Reputation: 16430
I would like to know if it is possible to use CDI beans in Quartz jobs in a portable way?
I have already tried to write my own JobFactory and so on, but the problem is, that the BeanManager is not available through JNDI, because the job runs in a non managed thread. My application server is Websphere 8.0.0.1 and I already read that it is against the EE6 spec to make the name "java:" available to non managed threads.

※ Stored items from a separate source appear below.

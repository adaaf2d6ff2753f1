//! Application bundle build step

use std::io;
use std::path::{Path, PathBuf};

use async_trait::async_trait;
use tracing::{debug, info};

use crate::error::{PackError, Result};
use crate::traits::{AppBuilder, BuildRequest};

/// [`AppBuilder`] that stages a prebuilt `.app` bundle into the output directory
#[derive(Debug, Clone)]
pub struct CopyAppBuilder {
    source: PathBuf,
}

impl CopyAppBuilder {
    pub fn new(source: impl Into<PathBuf>) -> Self {
        Self {
            source: source.into(),
        }
    }
}

#[async_trait]
impl AppBuilder for CopyAppBuilder {
    async fn build(&self, request: &BuildRequest) -> Result<()> {
        let dest = request.app_path();
        if !self.source.is_dir() {
            return Err(PackError::BuildFailed(format!(
                "application bundle {} does not exist",
                self.source.display()
            )));
        }
        if self.source == dest {
            debug!(app = %dest.display(), "bundle already in place");
            return Ok(());
        }

        info!(
            from = %self.source.display(),
            to = %dest.display(),
            arch = %request.arch,
            platform = %request.platform,
            "staging application bundle"
        );
        if tokio::fs::try_exists(&dest).await? {
            tokio::fs::remove_dir_all(&dest).await?;
        }

        let from = self.source.clone();
        tokio::task::spawn_blocking(move || copy_tree(&from, &dest))
            .await
            .map_err(|e| PackError::Task(format!("bundle copy panicked: {}", e)))??;
        Ok(())
    }
}

/// Recursive copy keeping symlinks, as bundles use them for framework versions
fn copy_tree(from: &Path, to: &Path) -> io::Result<()> {
    for entry in walkdir::WalkDir::new(from) {
        let entry = entry?;
        let relative = entry
            .path()
            .strip_prefix(from)
            .map_err(|e| io::Error::new(io::ErrorKind::InvalidInput, e))?;
        let dest = to.join(relative);

        if entry.file_type().is_symlink() {
            let target = std::fs::read_link(entry.path())?;
            symlink(&target, &dest)?;
        } else if entry.file_type().is_dir() {
            std::fs::create_dir_all(&dest)?;
        } else {
            std::fs::copy(entry.path(), &dest)?;
        }
    }
    Ok(())
}

#[cfg(unix)]
fn symlink(target: &Path, link: &Path) -> io::Result<()> {
    std::os::unix::fs::symlink(target, link)
}

#[cfg(not(unix))]
fn symlink(target: &Path, link: &Path) -> io::Result<()> {
    std::fs::copy(target, link).map(|_| ())
}

#[cfg(test)]
mod tests {
    use super::*;
    use macpack_core::Arch;
    use macpack_signing::SignPlatform;
    use tempfile::TempDir;

    fn request(out: &Path) -> BuildRequest {
        BuildRequest {
            app_out_dir: out.to_path_buf(),
            product_name: "App".to_string(),
            arch: Arch::X64,
            platform: SignPlatform::Darwin,
            sign_in_build: true,
        }
    }

    #[tokio::test]
    async fn test_copies_bundle() {
        let temp = TempDir::new().unwrap();
        let source = temp.path().join("src/App.app");
        std::fs::create_dir_all(source.join("Contents/MacOS")).unwrap();
        std::fs::write(source.join("Contents/MacOS/App"), b"bin").unwrap();
        std::fs::write(source.join("Contents/Info.plist"), b"plist").unwrap();

        let out = temp.path().join("dist/mac");
        CopyAppBuilder::new(&source).build(&request(&out)).await.unwrap();

        let copied = out.join("App.app");
        assert_eq!(std::fs::read(copied.join("Contents/MacOS/App")).unwrap(), b"bin");
        assert!(copied.join("Contents/Info.plist").is_file());
    }

    #[tokio::test]
    async fn test_missing_source_fails() {
        let temp = TempDir::new().unwrap();
        let err = CopyAppBuilder::new(temp.path().join("Missing.app"))
            .build(&request(temp.path()))
            .await
            .unwrap_err();
        assert!(matches!(err, PackError::BuildFailed(_)));
    }

    #[tokio::test]
    async fn test_bundle_in_place_is_left_alone() {
        let temp = TempDir::new().unwrap();
        let app = temp.path().join("App.app");
        std::fs::create_dir_all(&app).unwrap();
        std::fs::write(app.join("marker"), b"x").unwrap();

        CopyAppBuilder::new(&app).build(&request(temp.path())).await.unwrap();
        assert!(app.join("marker").is_file());
    }

    #[cfg(unix)]
    #[tokio::test]
    async fn test_symlinks_preserved() {
        let temp = TempDir::new().unwrap();
        let source = temp.path().join("src/App.app");
        let versions = source.join("Contents/Frameworks/Lib.framework/Versions");
        std::fs::create_dir_all(versions.join("A")).unwrap();
        std::os::unix::fs::symlink("A", versions.join("Current")).unwrap();

        let out = temp.path().join("out");
        CopyAppBuilder::new(&source).build(&request(&out)).await.unwrap();

        let link = out.join("App.app/Contents/Frameworks/Lib.framework/Versions/Current");
        assert!(std::fs::symlink_metadata(&link).unwrap().file_type().is_symlink());
        assert_eq!(std::fs::read_link(&link).unwrap(), PathBuf::from("A"));
    }
}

There are two solutions now I think:
I know that, when I use the CDI solution, then I am not able to let the worker threads run in a different JVM, correct me if I am wrong. To stay scaleable I should implement an EJB for that? What do you think, have you ever had that problem? I would also appreciate different solutions or even suggestions on different scheduler libraries!
Upvotes: 3
Views: 4755
Reputation: 24457
Look at DeltaSpike scheduler module.
You can find last version on Maven Central Repository.
Upvotes: 4
Reputation: 708
There seem to be a quick'n'dirty way to have CDI in local Quartz environment: set your own subclass of PropertySettingJobFactory in your scheduler, which has its own injected instance of BeanManager and does the following to every created job:
Job job = super.newJob(bundle, Scheduler);
Class<? extends Job> clazz = job.getClass();
if (beanManager != null) {
CreationalContext<Job> ctx = beanManager
.createCreationalContext(null);
@SuppressWarnings("unchecked")
AnnotatedType<Job> type = (AnnotatedType<Job>) beanManager
.createAnnotatedType(clazz);
InjectionTarget<Job> it = beanManager.createInjectionTarget(type);
it.inject(job, ctx);
}
Then @Injects will be filled in your Jobs on creation.
Upvotes: 1
Reputation: 12039
Have you look at CDIQI its a CDI Quartz implementation that you may be able to model your own after?
https://github.com/symbiont/cdiqi
Or is your problem that you absolutely need to create your own threads? CDIQI has an asynchronous execution of jobs but it sounds like you want to run yours remotely on another JVM?
Upvotes: 0
Reputation: 5378
You can take a look at DeltaSpike and use its BeanManagerProvider, or you can create a PortableExtension and cache a reference to the BeanManager in the extension and use that. There shouldn't be a problem doing things that way.